Instructions to follow -
The entries that follow include a run beginning at the line with "pub struct FftsPlusTask" and ending at the line with "Build every context"; restate that run word for word and leave the rest out.

Data excerpts -
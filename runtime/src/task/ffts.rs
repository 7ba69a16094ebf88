//! FFTS+ multi-context task.
//!
//! Compute contexts (AI-core, mixed AI-core, AI-CPU) and pure data-movement
//! contexts are submitted as one launch. Every compute context gets its own
//! argument segment inside a single device allocation, and mixed contexts
//! carry the FFTS+ control address as their first argument word. A context
//! that needs atomic clear is preceded by a clear context of its own.

use std::sync::Arc;

use snafu::{OptionExt, ResultExt, ensure};
use tessel_device::{DevicePtr, FftsContext, FftsPlusLaunch, Stream};

use crate::addresses::{LogicalAddress, TaskAddresses};
use crate::args_format::{ArgumentFormat, Direction};
use crate::context::RuntimeContext;
use crate::descriptor::OperatorDescriptor;
use crate::dispatch::LaunchTarget;
use crate::error::*;
use crate::task::{AtomicClear, PlannedArgs, StateMachine, TaskArgs, TaskState, plan_args};
use crate::tiling::{TilingBlob, derive_atomic_subset};

/// One context as described by the graph loader.
#[derive(Debug, Clone)]
pub enum FftsContextDesc {
    Compute { op: Arc<OperatorDescriptor>, mixed: bool },
    /// Copy `len` bytes; both ends are looked up in the context's addresses
    /// at every launch.
    DataMovement { src: LogicalAddress, dst: LogicalAddress, len: usize },
}

#[derive(Debug)]
struct ComputeContext {
    op: Arc<OperatorDescriptor>,
    mixed: bool,
    blob: TilingBlob,
    target: LaunchTarget,
    /// Argument segment of this context.
    segment: usize,
    /// Clear companion and its segment.
    clear: Option<(AtomicClear, usize)>,
}

#[derive(Debug)]
enum BuiltContext {
    Compute(ComputeContext),
    DataMovement { src: LogicalAddress, dst: LogicalAddress, len: usize },
}

#[derive(Debug)]
pub struct FftsPlusTask {
    ctx: Arc<RuntimeContext>,
    name: String,
    machine: StateMachine,
    contexts: Vec<BuiltContext>,
    /// Per context, in context order.
    addresses: Vec<TaskAddresses>,
    args: TaskArgs,
}

impl FftsPlusTask {
    /// Build every context against its entry in `addresses`.
    #[tracing::instrument(skip_all, fields(task.name = %name.as_ref(), contexts = descs.len()))]
    pub fn build(
        ctx: Arc<RuntimeContext>,
        name: impl AsRef<str>,
        descs: Vec<FftsContextDesc>,
        addresses: Vec<TaskAddresses>,
    ) -> Result<Self> {
        let name = name.as_ref().to_string();
        ensure!(
            descs.len() == addresses.len(),
            ResolveIndexOutOfRangeSnafu { what: "ffts+ context addresses", index: addresses.len(), len: descs.len() }
        );

        let mut machine = StateMachine::default();
        let mut formats = machine.step(&name, TaskState::FormatCompiled, || {
            descs
                .iter()
                .map(|desc| match desc {
                    FftsContextDesc::Compute { op, mixed } => {
                        ensure!(
                            !op.attrs.soft_sync,
                            UnsupportedKernelSnafu { op: &op.name, context: "soft-sync ffts+ context" }
                        );
                        let format = match &op.args_format {
                            Some(text) => ArgumentFormat::parse(text)?,
                            None => ArgumentFormat::default_for(op),
                        };
                        let format = if *mixed { format.with_control_address() } else { format };
                        Ok(Some(format.check(op)?))
                    }
                    FftsContextDesc::DataMovement { .. } => Ok(None),
                })
                .collect::<Result<Vec<_>>>()
        })?;

        let (contexts, planned) = machine.step(&name, TaskState::Resolved, || {
            let mut contexts = Vec::with_capacity(descs.len());
            let mut planned: Vec<PlannedArgs> = Vec::new();
            for ((desc, format), addresses) in descs.into_iter().zip(formats.iter_mut()).zip(&addresses) {
                let built = match desc {
                    FftsContextDesc::Compute { op, mixed } => {
                        let format = format.take().context(CapacityOverflowSnafu { what: "ffts+ format" })?;
                        let blob = ctx.tiling_injector().inject(&op)?;
                        let target = LaunchTarget::resolve(&ctx, &op)?;
                        let subset = derive_atomic_subset(&op, &blob);

                        let clear = if subset.is_empty() {
                            None
                        } else {
                            let clear = AtomicClear::prepare(&ctx, &op, subset)?;
                            planned.push(clear.plan(&ctx, addresses)?);
                            Some((clear, planned.len() - 1))
                        };
                        let args = plan_args(&ctx, &op, &format, addresses, &blob, None)?;
                        planned.push(args);
                        let segment = planned.len() - 1;
                        BuiltContext::Compute(ComputeContext { op, mixed, blob, target, segment, clear })
                    }
                    FftsContextDesc::DataMovement { src, dst, len } => BuiltContext::DataMovement { src, dst, len },
                };
                contexts.push(built);
            }
            Ok((contexts, planned))
        })?;

        let args = machine.step(&name, TaskState::Assembled, || {
            let parts = planned
                .into_iter()
                .zip(segment_sources(&contexts))
                .map(|(planned, (op, blob))| (op, planned, blob))
                .collect();
            TaskArgs::build(&ctx, parts)
        })?;
        args.publish(&ctx, &name);

        tracing::debug!(args.ptr = %args.device_ptr(), segments = args.segments().len(), "ffts+ task assembled");
        Ok(Self { ctx, name, machine, contexts, addresses, args })
    }

    pub fn state(&self) -> TaskState {
        self.machine.state()
    }

    pub fn name(&self) -> &str {
        &self.name
    }

    pub fn args(&self) -> &TaskArgs {
        &self.args
    }

    pub fn context_count(&self) -> usize {
        self.contexts.len()
    }

    /// FFTS+ descriptor for the current addresses.
    pub fn descriptor(&self) -> Result<FftsPlusLaunch> {
        let mut contexts = Vec::with_capacity(self.contexts.len());
        for (built, addresses) in self.contexts.iter().zip(&self.addresses) {
            match built {
                BuiltContext::Compute(compute) => {
                    if let Some((clear, segment)) = &compute.clear {
                        let args = self.args.launch_args(*segment)?;
                        contexts.push(clear.target().ffts_context(clear.blob(), args, false));
                    }
                    let args = self.args.launch_args(compute.segment)?;
                    contexts.push(compute.target.ffts_context(&compute.blob, args, compute.mixed));
                }
                BuiltContext::DataMovement { src, dst, len } => {
                    let (src, dst) = (movement_address(addresses, *src)?, movement_address(addresses, *dst)?);
                    contexts.push(FftsContext::DataMovement { src, dst, len: *len });
                }
            }
        }
        Ok(FftsPlusLaunch { contexts })
    }

    pub fn launch(&mut self, stream: &Stream) -> Result<()> {
        self.machine.ensure_live(&self.name)?;
        if self.machine.state() == TaskState::Resolved {
            self.machine.advance(TaskState::Assembled)?;
        }
        ensure!(
            self.machine.state().can_transition(TaskState::Dispatched),
            InvalidTransitionSnafu { from: self.machine.state(), to: TaskState::Dispatched }
        );

        let launch = self.descriptor()?;
        self.args.upload(&self.ctx, stream.id())?;
        self.ctx.driver.launch_ffts_plus(&launch, stream.id()).context(DeviceSnafu)?;
        if self.ctx.config.sync_after_launch {
            stream.synchronize().context(DeviceSnafu)?;
        }

        tracing::debug!(task.name = %self.name, contexts = launch.contexts.len(), "ffts+ task launched");
        self.machine.advance(TaskState::Dispatched)
    }

    /// Re-point every context at new addresses, one entry per context.
    pub fn refresh(&mut self, addresses: Vec<TaskAddresses>) -> Result<usize> {
        self.machine.ensure_live(&self.name)?;
        ensure!(
            self.machine.state().can_transition(TaskState::Resolved),
            InvalidTransitionSnafu { from: self.machine.state(), to: TaskState::Resolved }
        );
        ensure!(
            addresses.len() == self.contexts.len(),
            ResolveIndexOutOfRangeSnafu {
                what: "ffts+ context addresses",
                index: addresses.len(),
                len: self.contexts.len()
            }
        );

        let mut per_segment = vec![None; self.args.segments().len()];
        for (built, addresses) in self.contexts.iter().zip(&addresses) {
            if let BuiltContext::Compute(compute) = built {
                per_segment[compute.segment] = Some(addresses);
                if let Some((_, segment)) = &compute.clear {
                    per_segment[*segment] = Some(addresses);
                }
            }
        }
        let per_segment =
            per_segment.into_iter().collect::<Option<Vec<_>>>().context(CapacityOverflowSnafu { what: "segment" })?;
        let patched = self.args.refresh_each(&per_segment)?;

        self.addresses = addresses;
        self.args.publish(&self.ctx, &self.name);
        self.machine.advance(TaskState::Resolved)?;
        Ok(patched)
    }
}

fn movement_address(addresses: &TaskAddresses, addr: LogicalAddress) -> Result<DevicePtr> {
    if let Some(ptr) = addresses.device_ptr(addr) {
        return Ok(ptr);
    }
    match addr {
        LogicalAddress::Input(index) => ResolveMissingTensorSnafu { direction: Direction::Input, index }.fail(),
        LogicalAddress::Output(index) => ResolveMissingTensorSnafu { direction: Direction::Output, index }.fail(),
        LogicalAddress::Workspace(index) => {
            ResolveIndexOutOfRangeSnafu { what: "workspace", index, len: addresses.workspaces.len() }.fail()
        }
    }
}

/// Operator and tiling blob of every argument segment, in segment order.
fn segment_sources(contexts: &[BuiltContext]) -> Vec<(&OperatorDescriptor, &TilingBlob)> {
    let mut sources = Vec::new();
    for built in contexts {
        if let BuiltContext::Compute(compute) = built {
            if let Some((clear, _)) = &compute.clear {
                sources.push((clear.op(), clear.blob()));
            }
            sources.push((compute.op.as_ref(), &compute.blob));
        }
    }
    sources
}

Solution to the problem -
pub struct FftsPlusTask {
    ctx: Arc<RuntimeContext>,
    name: String,
    machine: StateMachine,
    contexts: Vec<BuiltContext>,
    /// Per context, in context order.
    addresses: Vec<TaskAddresses>,
    args: TaskArgs,
}

impl FftsPlusTask {
    /// Build every context against its entry in `addresses`.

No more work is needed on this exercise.